We’ve got a story to tell
Volkswagen engineers have been living, breathing and buzzing about electric developments for many years. And now, they’re ready to start shouting about it.
In 1970, Volkswagen established the ‘Future Research’ division, and just two years later our first electric vehicle was on the road. We called it the Transporter and incredibly, it was created by a team of just 10 men. Dr Adolf Kalberlah headed up the division. He and his colleague, Willi Josefowitz, were part of the small team working towards a greener future. Battery technology was different back then, but still fitted perfectly under the Transporter’s loading bed and had a range of up to 30 miles. Pretty impressive seeing as the technology of 40 years ago is often bigger and much less powerful.
The first hybrid Volkswagen
We knew immediately that electric technology would be perfect for cities. Our team went on to include it in a bright yellow T2 Bulli taxi cab which made a prestigious premier at the Museum of Modern Art (MOMA) in New York. ‘It was the first Volkswagen with a hybrid drive system,’ stresses Kalberlah, and with its rear seats arranged to face one another it became a head-turning mode of transport that was way ahead of its time.
The e-Golf's older brothers
In 1976, Volkswagen continued to prove the potential of an electric drive system with the release of the Elektro Golf. The vehicle was intended to be a one-off but it went on to inspire the Golf I CitySTROMer, released in 1981 with a production of 20-25 hitting the test track. Years of development culminated in the Golf III CitySTROMer. The first production electric car, it was released between 1992 and 1996. And in a true testament to Volkswagen engineering, you can still see the Golf III CitySTROMer on the roads today.

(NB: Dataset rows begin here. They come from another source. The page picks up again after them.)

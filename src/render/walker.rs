//! Single-level sorted directory enumeration.

use std::fs;
use std::io;
use std::path::{Path, PathBuf};

/// One entry of a directory listing.
#[derive(Debug, Clone)]
pub struct WalkEntry {
    pub name: String,
    pub path: PathBuf,
    pub is_dir: bool,
}

/// List one directory level, sorted by name (case-sensitive byte order).
///
/// Entries whose name starts with `.` are skipped when `hide_hidden` is set.
/// `is_dir` follows symlinks; a broken symlink counts as a file.
pub fn sorted_entries(path: &Path, hide_hidden: bool) -> io::Result<Vec<WalkEntry>> {
    let mut entries = Vec::new();
    for entry in fs::read_dir(path)? {
        let entry = entry?;
        let name = entry.file_name().to_string_lossy().into_owned();
        if hide_hidden && name.starts_with('.') {
            continue;
        }
        let path = entry.path();
        let is_dir = fs::metadata(&path).map(|m| m.is_dir()).unwrap_or(false);
        entries.push(WalkEntry { name, path, is_dir });
    }
    entries.sort_by(|a, b| a.name.cmp(&b.name));
    Ok(entries)
}

/// Sorted names of the subdirectories of `parent`.
///
/// No hidden filtering here: sibling listings always show every directory,
/// the hidden filter applies only inside subtree recursion.
pub fn sorted_dir_names(parent: &Path) -> io::Result<Vec<String>> {
    let mut names: Vec<String> = fs::read_dir(parent)?
        .filter_map(|entry| entry.ok())
        .filter(|entry| {
            fs::metadata(entry.path())
                .map(|m| m.is_dir())
                .unwrap_or(false)
        })
        .map(|entry| entry.file_name().to_string_lossy().into_owned())
        .collect();
    names.sort();
    Ok(names)
}
//! The concurrent ordered-set seam the bounded set composes over.
//!
//! [`BoundedOrderedSet`](super::bounded_ordered_set::BoundedOrderedSet) needs
//! three things from its base set: duplicate-detecting insertion, removal of
//! the smallest element, and a view of the smallest element. Any concurrent
//! sorted-set primitive that can provide those atomically fits behind this
//! trait:
//!
//! ```text
//! BoundedOrderedSet<T, S: ConcurrentOrderedSet<T>>
//!     │
//!     ├── BoundedOrderedSet<T, SkipListSet<T>>  (production, strand-crossbeam)
//!     └── BoundedOrderedSet<T, StdOrderedSet<T>> (reference/testing)
//! ```

use std::collections::BTreeSet;
use std::sync::Mutex;

/// A concurrent set with a total order over its elements.
///
/// # Contract
///
/// - `add` returns `false` for a duplicate and must decide membership
///   atomically: two racing `add`s of equal elements see exactly one `true`.
/// - `remove_first` removes the smallest element; `false` only when the set
///   was observed empty.
/// - Iteration (`to_vec`) yields ascending order.
pub trait ConcurrentOrderedSet<T: Ord>: Send + Sync {
    /// Insert a value. Returns `true` if the set did not already contain it.
    fn add(&self, value: T) -> bool;

    /// Remove the smallest element. Returns `false` if the set was empty.
    fn remove_first(&self) -> bool;

    /// The smallest element at some point during the call.
    fn first(&self) -> Option<T>
    where
        T: Clone;

    /// Membership test.
    fn contains(&self, value: &T) -> bool;

    /// Number of elements (may traverse).
    fn len(&self) -> usize;

    fn is_empty(&self) -> bool {
        self.len() == 0
    }

    /// All elements in ascending order.
    fn to_vec(&self) -> Vec<T>
    where
        T: Clone;
}

/// Reference implementation backed by a mutexed `BTreeSet`.
///
/// Trivially correct, not lock-free. Used to exercise the bounded set in
/// tests the same way `DeferredGuard` exercises the deque; production code
/// should use the skip-list set from `strand-crossbeam`.
pub struct StdOrderedSet<T: Ord> {
    inner: Mutex<BTreeSet<T>>,
}

impl<T: Ord> StdOrderedSet<T> {
    pub fn new() -> Self {
        StdOrderedSet {
            inner: Mutex::new(BTreeSet::new()),
        }
    }
}

impl<T: Ord> Default for StdOrderedSet<T> {
    fn default() -> Self {
        Self::new()
    }
}

impl<T: Ord + Send + Sync> ConcurrentOrderedSet<T> for StdOrderedSet<T> {
    fn add(&self, value: T) -> bool {
        self.inner.lock().unwrap().insert(value)
    }

    fn remove_first(&self) -> bool {
        self.inner.lock().unwrap().pop_first().is_some()
    }

    fn first(&self) -> Option<T>
    where
        T: Clone,
    {
        self.inner.lock().unwrap().first().cloned()
    }

    fn contains(&self, value: &T) -> bool {
        self.inner.lock().unwrap().contains(value)
    }

    fn len(&self) -> usize {
        self.inner.lock().unwrap().len()
    }

    fn to_vec(&self) -> Vec<T>
    where
        T: Clone,
    {
        self.inner.lock().unwrap().iter().cloned().collect()
    }
}
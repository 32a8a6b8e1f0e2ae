//! Generic test suites shared across guard and ordered-set implementations.
//!
//! The functions here are parameterized over `G: Guard` or
//! `S: ConcurrentOrderedSet` so each implementation crate can instantiate the
//! same behavioral checks against its own types.
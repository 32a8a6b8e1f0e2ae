use rstest::rstest;

use strand_core::common_tests::bounded_set_tests::*;
use strand_core::{BoundedOrderedSet, ConcurrentOrderedSet};
use strand_crossbeam::SkipListSet;

type SkipBounded = BoundedOrderedSet<i32, SkipListSet<i32>>;

#[rstest]
#[case::skiplist(SkipListSet::<i32>::default())]
fn bounded_overflow_retains_greatest<S: ConcurrentOrderedSet<i32> + Default + 'static>(
    #[case] _set: S,
) {
    test_overflow_retains_greatest::<S>();
}

#[rstest]
#[case::skiplist(SkipListSet::<i32>::default())]
fn bounded_duplicate_inserts_keep_one<S: ConcurrentOrderedSet<i32> + Default + 'static>(
    #[case] _set: S,
) {
    test_duplicate_inserts_keep_one::<S>();
}

#[rstest]
#[case::skiplist(SkipListSet::<i32>::default())]
fn bounded_count_matches_membership<S: ConcurrentOrderedSet<i32> + Default + 'static>(
    #[case] _set: S,
) {
    test_count_matches_membership::<S>();
}

#[rstest]
#[case::skiplist(SkipListSet::<i32>::default())]
fn bounded_small_bound_pressure<S: ConcurrentOrderedSet<i32> + Default + 'static>(
    #[case] _set: S,
) {
    test_small_bound_pressure::<S>();
}

#[rstest]
#[case::tight(1)]
#[case::small(7)]
#[case::wide(512)]
fn bounded_holds_for_any_max(#[case] max: usize) {
    let set = SkipBounded::new(max);
    for v in 0..1_024 {
        set.insert(v);
    }

    let expected = max.min(1_024);
    assert_eq!(set.len(), expected);
    let contents = set.to_vec();
    assert_eq!(contents.len(), expected);
    assert_eq!(contents.first().copied(), Some(1_024 - expected as i32));
    assert_eq!(contents.last().copied(), Some(1_023));
}
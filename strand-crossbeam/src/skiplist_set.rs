//! Concurrent ordered set over crossbeam-skiplist.
//!
//! The skip map's `compare_insert` decides membership atomically, but does
//! not report whether the call inserted or found an existing entry. Each
//! insertion therefore carries a process-unique ticket as its value: after
//! the call, the winning entry's ticket tells whose insertion stuck.

use std::sync::atomic::AtomicU64;
use std::sync::atomic::Ordering::Relaxed;

use crossbeam_skiplist::SkipMap;
use strand_core::data_structures::ordered_set::ConcurrentOrderedSet;

/// Source of process-unique insertion tickets.
static TICKET: AtomicU64 = AtomicU64::new(0);

/// Lock-free sorted set backed by `crossbeam_skiplist::SkipMap`.
///
/// The production base set for
/// [`BoundedOrderedSet`](strand_core::BoundedOrderedSet): duplicate-detecting
/// insertion, smallest-first removal and ascending iteration, all lock-free.
pub struct SkipListSet<T: Ord> {
    map: SkipMap<T, u64>,
}

impl<T: Ord> SkipListSet<T> {
    pub fn new() -> Self {
        SkipListSet {
            map: SkipMap::new(),
        }
    }
}

impl<T: Ord> Default for SkipListSet<T> {
    fn default() -> Self {
        Self::new()
    }
}

impl<T> ConcurrentOrderedSet<T> for SkipListSet<T>
where
    T: Ord + Send + Sync + 'static,
{
    fn add(&self, value: T) -> bool {
        let ticket = TICKET.fetch_add(1, Relaxed) + 1;
        // Never replace an existing entry; the returned entry is either ours
        // (fresh insert) or the one that was already present.
        let entry = self.map.compare_insert(value, ticket, |_| false);
        *entry.value() == ticket
    }

    fn remove_first(&self) -> bool {
        self.map.pop_front().is_some()
    }

    fn first(&self) -> Option<T>
    where
        T: Clone,
    {
        self.map.front().map(|entry| entry.key().clone())
    }

    fn contains(&self, value: &T) -> bool {
        self.map.contains_key(value)
    }

    fn len(&self) -> usize {
        self.map.len()
    }

    fn to_vec(&self) -> Vec<T>
    where
        T: Clone,
    {
        self.map.iter().map(|entry| entry.key().clone()).collect()
    }
}
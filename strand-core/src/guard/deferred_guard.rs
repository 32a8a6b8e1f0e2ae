//! Deferred guard implementation for testing.
//!
//! `DeferredGuard` postpones all node destruction until the guard itself is
//! dropped, which for a collection-owned guard means until the collection is
//! dropped. References handed out during the collection's lifetime can never
//! dangle, which makes it the guard of choice for stress tests.

use std::collections::HashSet;
use std::ops::Deref;
use std::sync::Mutex;

use super::Guard;

/// A guard that defers all node destruction until it is dropped.
///
/// Not suitable for long-running production use: retired nodes accumulate
/// until the owning collection drops. Use the epoch-based guard from
/// `strand-crossbeam` there.
///
/// Debug builds track retired addresses and panic on a duplicate
/// `defer_destroy`, which catches double-retire bugs in the collections.
pub struct DeferredGuard {
    retired: Mutex<Vec<Retired>>,
    #[cfg(debug_assertions)]
    seen: Mutex<HashSet<usize>>,
}

struct Retired {
    node: *mut (),
    release: unsafe fn(*mut ()),
}

// Safety: only an address and its release function are stored, and all
// access goes through the Mutex.
unsafe impl Send for Retired {}

impl DeferredGuard {
    pub fn new() -> Self {
        DeferredGuard {
            retired: Mutex::new(Vec::new()),
            #[cfg(debug_assertions)]
            seen: Mutex::new(HashSet::new()),
        }
    }
}

impl Default for DeferredGuard {
    fn default() -> Self {
        Self::new()
    }
}

impl Drop for DeferredGuard {
    fn drop(&mut self) {
        let retired = self.retired.get_mut().unwrap();

        let mut addresses: HashSet<usize> = HashSet::with_capacity(retired.len());
        for entry in retired.iter() {
            assert!(
                addresses.insert(entry.node as usize),
                "node {:#x} was retired twice",
                entry.node as usize
            );
        }

        for entry in retired.drain(..) {
            unsafe {
                (entry.release)(entry.node);
            }
        }
    }
}

/// A reference wrapper for `DeferredGuard`.
///
/// Destruction is deferred until the guard drops, so the plain reference is
/// valid for as long as the collection lives.
pub struct DeferredRef<'a, T> {
    value: &'a T,
}

impl<'a, T> DeferredRef<'a, T> {
    pub fn new(value: &'a T) -> Self {
        DeferredRef { value }
    }
}

impl<T> Deref for DeferredRef<'_, T> {
    type Target = T;

    fn deref(&self) -> &Self::Target {
        self.value
    }
}

impl Guard for DeferredGuard {
    type GuardedRef<'a, T: 'a> = DeferredRef<'a, T>;

    /// No-op: the collection's stored guard protects every node already.
    type ReadGuard = ();

    fn pin() -> Self::ReadGuard {}

    unsafe fn defer_destroy<N>(&self, node: *mut N, dealloc: unsafe fn(*mut N)) {
        #[cfg(debug_assertions)]
        {
            let mut seen = self.seen.lock().unwrap();
            assert!(
                seen.insert(node as usize),
                "duplicate defer_destroy at {:#x}",
                node as usize
            );
        }

        // The deallocator only cares about the address; erase the node type
        // so one list can hold every kind of retirement.
        let entry = Retired {
            node: node as *mut (),
            release: unsafe {
                std::mem::transmute::<unsafe fn(*mut N), unsafe fn(*mut ())>(dealloc)
            },
        };
        self.retired.lock().unwrap().push(entry);
    }

    unsafe fn make_ref<'a, T: 'a>(ptr: *const T) -> Self::GuardedRef<'a, T> {
        // Safety: caller guarantees ptr is valid for 'a.
        DeferredRef::new(unsafe { &*ptr })
    }
}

25 years later and still charging
The Golf III CitySTROMer is still doing the rounds, thanks to one of its original developers, Roland Gaber. He still drives his pride and joy around Germany and gets looks of amazement as he fills up at garages by flipping open the front number plate and plugging his car into the electrical socket. Even his family are in on the action: son Jonas and daughter Luisa Gaber both still drive their CitySTROMers!
Racing goes electric
Hagen Arlt made motorsport history in the Golf CitySTROMer. In 1986, he outraced every driver in the field with his version of the Golf; with a plastic tailgate, plastic windows and a body emblazoned with sponsor stickers. The vehicles were 25 years ahead of their time and they knew how to put a smile on the face of anyone who raced them. Electric cars in motor sport? ‘I came with a sceptical smile on my face and ultimately left with a great deal of respect!’ says Arlt.